On the night of the game, in mid-February, people across Europe were excited as Atalanta took on Valencia in the 1st leg of a last 16 tie in the European Champions League. Over a month later people are still excited, but now for very different reasons.
In Italy, more and more people are saying that the match is the key to understanding the spread of the pandemic in the Lombardy area. “That meeting was a biological time bomb,” says Dr Fabiano di Marco, chief of pulmonology at the Bergamo hospital. “It was the main trigger in the spread of the coronavirus.”
The game was played in Milan, a historic occasion for Atalanta, who were playing in the Champions League for the very first time.
At that time there was very little concern: the airports in Bergamo and Milan were operating normally and the only control for visitors was a check of their temperature. The 2,500 Valencianists who were in the stands of San Siro landed and made their way to the ground. Many others also travelled by road, spending a short break visiting the attractions of Milan. No restrictions. Nothing.
On the afternoon 19 February, the city would become a ‘mini-Bergamo’. 40,000 followers of the Atalanta drove the 60 kilometres to Milan to cheer on Gasperini’s team, which Atalanta won comfortably. On returning back home in Spain, for the Valencianists, there were no more checks at the airport terminals: no temperature controls nor any other measure related to the coronavirus.
Now, a month later, with Italy and Spain as two global focus points of the pandemic, the authorities are turning to that Champions League football match to try to understand if it was the origin of the massive contagion.

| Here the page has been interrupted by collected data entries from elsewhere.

//! Configuration type definitions for the audit collector.
//!
//! Responsibilities:
//! - Define configuration types for authentication, connection, and collection.
//! - Provide serialization helpers for sensitive types (secrets, durations).
//!
//! Does NOT handle:
//! - Configuration loading from `.env` or environment variables (see `loader` module).
//! - Actual network connections (see client crate).
//!
//! Invariants:
//! - All secret types use `secrecy::SecretString` to prevent accidental logging.
//! - Serialization helpers (`secret_string`, `duration_seconds`) are private modules.

mod auth;
mod collection;
pub(crate) mod connection;

pub use auth::AuthConfig;
pub use collection::CollectionConfig;
pub use connection::{Config, ConnectionConfig};
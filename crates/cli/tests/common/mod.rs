//! Shared test utilities for audit-collector integration tests.
//!
//! Responsibilities:
//! - Provide a hermetic CLI command factory that prevents dotenv loading.
//! - Provide canned events-stream pages.
//!
//! Invariants / Assumptions:
//! - `ORG_ID` is "org-test" and `API_TOKEN` is "test-token" unless overridden.
//! - Retries are fast: zero base delay and a single retry.

#![allow(dead_code)]

use assert_cmd::Command;
use serde_json::{Value, json};

pub const ORG_ID: &str = "org-test";
pub const API_TOKEN: &str = "test-token";
pub const EVENTS_PATH: &str = "/org-test/events-stream";

/// Returns a hermetic `audit-collector` command for integration testing.
///
/// It ensures:
/// - `DOTENV_DISABLED=1` is set to prevent local `.env` contamination.
/// - Credentials are set to dummy values to satisfy config validation.
/// - Other configuration env vars are cleared to ensure no leakage from the host.
pub fn collector_cmd() -> Command {
    let mut cmd = assert_cmd::cargo::cargo_bin_cmd!("audit-collector");

    // Hermeticity: prevent loading local .env
    cmd.env("DOTENV_DISABLED", "1");

    cmd.env("ORG_ID", ORG_ID).env("API_TOKEN", API_TOKEN);
    cmd.env("MAX_RETRIES", "1").env("RETRY_BASE_SECONDS", "0");

    // Clear potential host leakage
    cmd.env_remove("API_BASE_URL")
        .env_remove("PAGE_SIZE")
        .env_remove("REQUEST_TIMEOUT_SECONDS")
        .env_remove("LOGS_DIR")
        .env_remove("RUST_LOG");

    cmd
}

/// Hermetic command pointed at a mock server.
pub fn collector_cmd_with_base_url(base_url: &str) -> Command {
    let mut cmd = collector_cmd();
    cmd.env("API_BASE_URL", base_url);
    cmd
}

pub fn sample_event(id: &str, action: &str) -> Value {
    json!({
        "id": id,
        "type": "events",
        "attributes": {
            "time": "2025-01-01T00:00:00.000Z",
            "action": action,
            "actor": { "id": "u-1", "name": "Ada Lovelace", "email": "ada@example.com" },
            "location": { "ip": "203.0.113.9" }
        }
    })
}

/// Parse newline-delimited JSON output.
pub fn json_lines(output: &[u8]) -> Vec<Value> {
    String::from_utf8_lossy(output)
        .lines()
        .filter(|line| !line.trim().is_empty())
        .map(|line| serde_json::from_str(line).expect("each line should be JSON"))
        .collect()
}
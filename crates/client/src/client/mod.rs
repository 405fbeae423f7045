//! Events-stream API client.
//!
//! This module provides the [`AuditClient`] that holds the shared HTTP
//! connection pool, the organization being collected, its API token, and
//! the retry policy applied to every request.
//!
//! # Submodules
//! - [`builder`]: Client construction and configuration
//!
//! # What this module does NOT handle:
//! - Direct HTTP request implementation (delegated to [`crate::endpoints`])
//! - Pagination across pages (handled by [`crate::collector::Collector`])

pub mod builder;

use secrecy::{ExposeSecret, SecretString};

use crate::endpoints::{self, RetryPolicy};
use crate::error::Result;
use crate::models::{EventQuery, EventsPage, FetchCursor};
use crate::stats::{RequestStats, StatsSnapshot};

/// Client for one organization's events stream.
///
/// # Creating a Client
///
/// ```rust,ignore
/// use audit_client::AuditClient;
/// use secrecy::SecretString;
///
/// let client = AuditClient::builder()
///     .org_id("my-org".to_string())
///     .api_token(SecretString::new("my-token".to_string().into()))
///     .build()?;
/// ```
#[derive(Debug)]
pub struct AuditClient {
    pub(crate) http: reqwest::Client,
    pub(crate) base_url: String,
    pub(crate) org_id: String,
    pub(crate) api_token: SecretString,
    pub(crate) retry: RetryPolicy,
    pub(crate) stats: RequestStats,
}

impl AuditClient {
    /// Create a new client builder.
    pub fn builder() -> builder::AuditClientBuilder {
        builder::AuditClientBuilder::new()
    }

    /// Get the base URL.
    pub fn base_url(&self) -> &str {
        &self.base_url
    }

    pub fn org_id(&self) -> &str {
        &self.org_id
    }

    pub fn retry_policy(&self) -> RetryPolicy {
        self.retry
    }

    /// Request counters accumulated over the client's lifetime.
    pub fn stats(&self) -> StatsSnapshot {
        self.stats.snapshot()
    }

    /// Fetch one page, starting from `cursor` or from the beginning of `query`.
    pub async fn fetch_page(
        &self,
        query: &EventQuery,
        cursor: Option<&FetchCursor>,
    ) -> Result<EventsPage> {
        endpoints::fetch_events_page(
            &self.http,
            &self.base_url,
            &self.org_id,
            self.api_token.expose_secret(),
            query,
            cursor,
            self.retry,
            Some(&self.stats),
        )
        .await
    }
}
//! JSON-lines event sink.
//!
//! Invariants:
//! - Exactly one JSON document per line, newline terminated.
//! - Raw mode writes the event exactly as received from the API.

use std::fs::{File, OpenOptions};
use std::io::Write;
use std::path::{Path, PathBuf};

use anyhow::{Context, Result, bail};
use async_trait::async_trait;
use audit_client::{AuditEvent, AuditRecord, ClientError, EventSink};

use crate::args::EventFormat;

/// Writes each event as one JSON line to any `Write` target.
pub struct JsonLinesSink<W: Write + Send> {
    writer: W,
    format: EventFormat,
    written: usize,
}

impl<W: Write + Send> JsonLinesSink<W> {
    pub fn new(writer: W, format: EventFormat) -> Self {
        Self {
            writer,
            format,
            written: 0,
        }
    }

    /// Lines written so far.
    pub fn written(&self) -> usize {
        self.written
    }

    #[cfg(test)]
    pub fn into_inner(self) -> W {
        self.writer
    }

    fn write_line(&mut self, event: &AuditEvent) -> std::io::Result<()> {
        match self.format {
            EventFormat::Raw => serde_json::to_writer(&mut self.writer, event)?,
            EventFormat::Record => {
                serde_json::to_writer(&mut self.writer, &AuditRecord::from_event(event))?
            }
        }
        self.writer.write_all(b"\n")
    }
}

#[async_trait]
impl<W: Write + Send> EventSink for JsonLinesSink<W> {
    async fn emit(&mut self, event: AuditEvent) -> audit_client::Result<()> {
        self.write_line(&event)
            .map_err(|e| ClientError::Sink(format!("failed to write event: {e}")))?;
        self.written += 1;
        Ok(())
    }

    async fn finish(&mut self) -> audit_client::Result<()> {
        self.writer
            .flush()
            .map_err(|e| ClientError::Sink(format!("failed to flush output: {e}")))
    }
}

/// Resolve `<logs_dir>/<name>.log`, dropping a `.log` suffix already present in `name`.
pub fn log_file_path(logs_dir: &Path, name: &str) -> Result<PathBuf> {
    let name = name.trim();
    let stem = name.strip_suffix(".log").unwrap_or(name);
    if stem.is_empty() {
        bail!("log name must not be empty");
    }
    if stem.contains(['/', '\\']) {
        bail!("log name '{stem}' must not contain path separators");
    }
    Ok(logs_dir.join(format!("{stem}.log")))
}

/// Open the named log for appending, creating the logs directory if needed.
pub fn open_log_file(logs_dir: &Path, name: &str) -> Result<(PathBuf, File)> {
    let path = log_file_path(logs_dir, name)?;
    std::fs::create_dir_all(logs_dir)
        .with_context(|| format!("Failed to create directory: {}", logs_dir.display()))?;
    let file = OpenOptions::new()
        .create(true)
        .append(true)
        .open(&path)
        .with_context(|| format!("Failed to open log file: {}", path.display()))?;
    Ok((path, file))
}
//! Centralized constants for the audit collector workspace.
//!
//! This module contains default values used across crates to avoid
//! magic number duplication and improve maintainability.

// =============================================================================
// Connection & Timeout Defaults
// =============================================================================

/// Default base URL of the organizations API. The organization id and the
/// events-stream path are appended to it.
pub const DEFAULT_BASE_URL: &str = "https://api.atlassian.com/admin/v1/orgs";

/// Default HTTP request timeout in seconds.
pub const DEFAULT_TIMEOUT_SECS: u64 = 30;

/// Default maximum number of retries for failed or rate-limited requests.
pub const DEFAULT_MAX_RETRIES: usize = 5;

/// Default base delay for exponential backoff in seconds (3s, 6s, 12s, ...).
pub const DEFAULT_RETRY_BASE_SECS: u64 = 3;

/// Default maximum number of HTTP redirects to follow.
pub const DEFAULT_MAX_REDIRECTS: usize = 5;

// =============================================================================
// Bounds
// =============================================================================

/// Maximum allowed request timeout in seconds (1 hour).
pub const MAX_TIMEOUT_SECS: u64 = 3600;

/// Maximum allowed retry count.
pub const MAX_MAX_RETRIES: usize = 10;

/// Maximum allowed backoff base in seconds.
pub const MAX_RETRY_BASE_SECS: u64 = 300;

// =============================================================================
// Collection Defaults
// =============================================================================

/// Default number of events requested per page.
pub const DEFAULT_PAGE_SIZE: u32 = 500;

/// Default directory for JSON-lines event logs.
pub const DEFAULT_LOGS_DIR: &str = "./logs";

/// Default UTC offset used to turn calendar dates into epoch milliseconds.
pub const DEFAULT_UTC_OFFSET: &str = "+09:00";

During the days following the game, the first positive test was carried out on a journalist who covered the San Siro duel and who was confirmed to have the virus and in the following days more people would fall ill from the virus as a result of that game. In Lombardia the disease was wreaking havoc and in Bergamo there is not enough space to bury the dead.
The second leg tie was still played at Mestalla despite the virus having taken a firm hold of Milan and Bergamo. Valencia took steps to prevent spread within the changing rooms and Atalanta complied with UEFA’s ruling. The footballers did not speak to the media, the match was played behind closed doors but even so, the virus established itself in the ground until it infected 35% of the staff.
That clash in Valencia’s Mestalla stadium was played on March 10.
Four days earlier, in the Mendizorroza stadium, Valencia played against Deportivo Alavés, coincidentally perhaps, but now with 20 confirmed cases, another of the clubs which is now hardest hit by the pandemic.